### EXERCISE:
Return exactly and only these lines: the first of the listing through the one containing "2 boots from.".
________
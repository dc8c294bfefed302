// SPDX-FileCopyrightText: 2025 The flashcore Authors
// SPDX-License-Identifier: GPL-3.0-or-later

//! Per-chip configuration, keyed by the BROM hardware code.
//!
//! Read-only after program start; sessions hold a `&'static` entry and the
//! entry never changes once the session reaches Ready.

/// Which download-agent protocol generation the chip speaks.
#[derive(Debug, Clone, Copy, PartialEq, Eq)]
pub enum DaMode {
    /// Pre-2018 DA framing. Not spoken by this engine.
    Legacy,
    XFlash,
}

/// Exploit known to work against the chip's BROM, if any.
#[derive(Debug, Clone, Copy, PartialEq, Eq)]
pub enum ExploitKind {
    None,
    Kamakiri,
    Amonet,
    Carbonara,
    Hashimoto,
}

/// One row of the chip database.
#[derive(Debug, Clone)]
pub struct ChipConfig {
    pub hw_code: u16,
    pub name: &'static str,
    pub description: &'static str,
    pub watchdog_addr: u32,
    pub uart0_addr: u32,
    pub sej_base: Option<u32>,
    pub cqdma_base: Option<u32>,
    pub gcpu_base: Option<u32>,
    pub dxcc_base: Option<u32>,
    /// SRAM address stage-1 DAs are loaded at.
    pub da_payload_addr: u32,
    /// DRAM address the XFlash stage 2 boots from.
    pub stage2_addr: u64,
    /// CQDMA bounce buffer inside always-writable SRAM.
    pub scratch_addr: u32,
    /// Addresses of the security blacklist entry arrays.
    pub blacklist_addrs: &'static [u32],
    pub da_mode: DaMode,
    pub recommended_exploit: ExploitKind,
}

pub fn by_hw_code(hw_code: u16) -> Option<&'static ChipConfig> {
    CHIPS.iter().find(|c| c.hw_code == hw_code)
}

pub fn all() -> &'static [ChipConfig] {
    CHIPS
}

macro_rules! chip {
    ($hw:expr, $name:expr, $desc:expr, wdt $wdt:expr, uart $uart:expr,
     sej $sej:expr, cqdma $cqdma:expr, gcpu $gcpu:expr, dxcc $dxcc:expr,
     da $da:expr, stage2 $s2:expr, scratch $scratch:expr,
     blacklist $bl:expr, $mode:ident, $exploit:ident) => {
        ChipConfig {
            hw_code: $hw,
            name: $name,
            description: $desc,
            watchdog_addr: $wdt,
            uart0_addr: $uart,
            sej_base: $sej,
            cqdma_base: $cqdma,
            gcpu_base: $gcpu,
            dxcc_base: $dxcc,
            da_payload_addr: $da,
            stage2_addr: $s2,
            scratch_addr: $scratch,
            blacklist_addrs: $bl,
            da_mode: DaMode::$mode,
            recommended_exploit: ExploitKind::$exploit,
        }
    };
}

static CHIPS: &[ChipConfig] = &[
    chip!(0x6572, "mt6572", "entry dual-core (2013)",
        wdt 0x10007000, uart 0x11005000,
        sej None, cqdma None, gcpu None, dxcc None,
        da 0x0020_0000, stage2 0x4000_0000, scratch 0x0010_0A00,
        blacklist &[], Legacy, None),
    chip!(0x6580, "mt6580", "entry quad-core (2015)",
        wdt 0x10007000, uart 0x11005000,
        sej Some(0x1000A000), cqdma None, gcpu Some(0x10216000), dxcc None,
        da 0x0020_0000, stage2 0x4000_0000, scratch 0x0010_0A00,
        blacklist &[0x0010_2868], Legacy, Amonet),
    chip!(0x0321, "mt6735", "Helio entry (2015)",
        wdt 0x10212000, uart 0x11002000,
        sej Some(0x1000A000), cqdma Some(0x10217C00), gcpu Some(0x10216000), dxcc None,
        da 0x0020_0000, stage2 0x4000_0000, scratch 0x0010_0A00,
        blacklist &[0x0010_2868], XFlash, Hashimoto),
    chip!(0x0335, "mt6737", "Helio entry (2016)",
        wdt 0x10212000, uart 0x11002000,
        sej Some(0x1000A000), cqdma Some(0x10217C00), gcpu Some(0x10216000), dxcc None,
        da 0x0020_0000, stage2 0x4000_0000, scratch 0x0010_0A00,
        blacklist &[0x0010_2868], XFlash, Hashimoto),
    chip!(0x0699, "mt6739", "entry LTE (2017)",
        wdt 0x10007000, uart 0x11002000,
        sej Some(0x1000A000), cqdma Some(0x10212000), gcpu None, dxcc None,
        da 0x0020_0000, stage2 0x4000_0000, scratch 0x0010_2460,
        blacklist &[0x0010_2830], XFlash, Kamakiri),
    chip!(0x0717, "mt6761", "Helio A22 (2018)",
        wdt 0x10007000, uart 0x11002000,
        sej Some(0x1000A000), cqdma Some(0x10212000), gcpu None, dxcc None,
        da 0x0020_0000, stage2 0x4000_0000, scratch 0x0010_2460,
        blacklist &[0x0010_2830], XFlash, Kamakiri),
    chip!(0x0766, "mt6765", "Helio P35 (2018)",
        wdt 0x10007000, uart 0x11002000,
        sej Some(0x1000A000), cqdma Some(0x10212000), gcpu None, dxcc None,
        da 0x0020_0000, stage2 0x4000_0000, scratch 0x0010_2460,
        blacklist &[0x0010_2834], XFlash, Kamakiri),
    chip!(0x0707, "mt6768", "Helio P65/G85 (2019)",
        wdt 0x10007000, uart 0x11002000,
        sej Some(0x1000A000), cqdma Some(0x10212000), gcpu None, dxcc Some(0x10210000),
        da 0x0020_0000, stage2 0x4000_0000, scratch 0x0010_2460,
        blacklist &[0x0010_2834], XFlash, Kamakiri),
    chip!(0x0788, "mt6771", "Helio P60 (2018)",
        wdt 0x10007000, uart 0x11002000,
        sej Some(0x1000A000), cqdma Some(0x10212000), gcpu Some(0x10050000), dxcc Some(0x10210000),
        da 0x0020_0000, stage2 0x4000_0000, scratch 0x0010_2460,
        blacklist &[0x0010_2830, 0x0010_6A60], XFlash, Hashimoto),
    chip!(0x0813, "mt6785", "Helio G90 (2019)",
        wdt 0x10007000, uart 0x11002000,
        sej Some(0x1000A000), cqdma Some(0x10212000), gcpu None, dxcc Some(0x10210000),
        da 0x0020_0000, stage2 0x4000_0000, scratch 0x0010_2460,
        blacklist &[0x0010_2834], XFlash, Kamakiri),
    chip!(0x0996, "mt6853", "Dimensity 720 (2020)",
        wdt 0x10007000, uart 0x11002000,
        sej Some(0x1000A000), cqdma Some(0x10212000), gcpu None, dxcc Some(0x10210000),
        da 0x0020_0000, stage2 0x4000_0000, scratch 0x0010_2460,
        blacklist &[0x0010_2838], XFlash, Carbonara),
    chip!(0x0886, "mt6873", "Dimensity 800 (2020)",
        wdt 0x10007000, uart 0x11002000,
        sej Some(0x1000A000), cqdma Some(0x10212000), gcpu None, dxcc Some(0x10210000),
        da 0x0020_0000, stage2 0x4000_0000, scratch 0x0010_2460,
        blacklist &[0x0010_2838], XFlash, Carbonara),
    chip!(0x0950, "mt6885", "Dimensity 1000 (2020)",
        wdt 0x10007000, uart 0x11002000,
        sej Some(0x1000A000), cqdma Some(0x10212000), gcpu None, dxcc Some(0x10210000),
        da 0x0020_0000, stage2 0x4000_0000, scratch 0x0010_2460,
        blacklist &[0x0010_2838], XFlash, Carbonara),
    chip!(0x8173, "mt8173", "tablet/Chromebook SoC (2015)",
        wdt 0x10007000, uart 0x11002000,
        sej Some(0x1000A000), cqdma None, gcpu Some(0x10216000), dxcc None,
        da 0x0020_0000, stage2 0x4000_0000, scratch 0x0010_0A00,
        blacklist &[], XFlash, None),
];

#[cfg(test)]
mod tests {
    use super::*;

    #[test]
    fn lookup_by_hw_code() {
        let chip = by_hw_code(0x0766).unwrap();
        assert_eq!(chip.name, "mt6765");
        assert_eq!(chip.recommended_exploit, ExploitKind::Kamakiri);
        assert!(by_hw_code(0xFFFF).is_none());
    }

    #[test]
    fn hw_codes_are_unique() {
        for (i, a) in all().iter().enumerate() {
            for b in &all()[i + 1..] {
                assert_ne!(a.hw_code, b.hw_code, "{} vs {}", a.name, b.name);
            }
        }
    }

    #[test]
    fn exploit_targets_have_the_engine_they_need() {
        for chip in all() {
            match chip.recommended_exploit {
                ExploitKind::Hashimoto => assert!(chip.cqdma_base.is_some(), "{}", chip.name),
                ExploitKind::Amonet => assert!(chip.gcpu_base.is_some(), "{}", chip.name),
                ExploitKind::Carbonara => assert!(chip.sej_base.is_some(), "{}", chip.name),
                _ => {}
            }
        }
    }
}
________
### SOLUTION FOR THIS TASK:
repository dc8c294bfefed302
// SPDX-FileCopyrightText: 2025 The flashcore Authors
// SPDX-License-Identifier: GPL-3.0-or-later

//! Per-chip configuration, keyed by the BROM hardware code.
//!
//! Read-only after program start; sessions hold a `&'static` entry and the
//! entry never changes once the session reaches Ready.

/// Which download-agent protocol generation the chip speaks.
#[derive(Debug, Clone, Copy, PartialEq, Eq)]
pub enum DaMode {
    /// Pre-2018 DA framing. Not spoken by this engine.
    Legacy,
    XFlash,
}

/// Exploit known to work against the chip's BROM, if any.
#[derive(Debug, Clone, Copy, PartialEq, Eq)]
pub enum ExploitKind {
    None,
    Kamakiri,
    Amonet,
    Carbonara,
    Hashimoto,
}

/// One row of the chip database.
#[derive(Debug, Clone)]
pub struct ChipConfig {
    pub hw_code: u16,
    pub name: &'static str,
    pub description: &'static str,
    pub watchdog_addr: u32,
    pub uart0_addr: u32,
    pub sej_base: Option<u32>,
    pub cqdma_base: Option<u32>,
    pub gcpu_base: Option<u32>,
    pub dxcc_base: Option<u32>,
    /// SRAM address stage-1 DAs are loaded at.
    pub da_payload_addr: u32,
    /// DRAM address the XFlash stage 2 boots from.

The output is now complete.